Work task
Write only the number of lines in the data that contain the word "Value".
=== Listed records ===
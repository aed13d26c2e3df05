//! Named operation port
//!
//! Operations exposed to collaborators (tool wrappers, HTTP handlers) are
//! registered by name in an explicit table at startup instead of being
//! discovered at runtime.

use crate::error::Result;
use async_trait::async_trait;
use serde_json::Value;

/// A named operation taking and returning JSON
#[async_trait]
pub trait Operation: Send + Sync {
    /// Registered name
    fn name(&self) -> &str;

    /// Whether results are memoized through the cache
    fn is_cached(&self) -> bool {
        false
    }

    /// Run the operation
    async fn execute(&self, params: Value) -> Result<Value>;
}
===
Task answer
2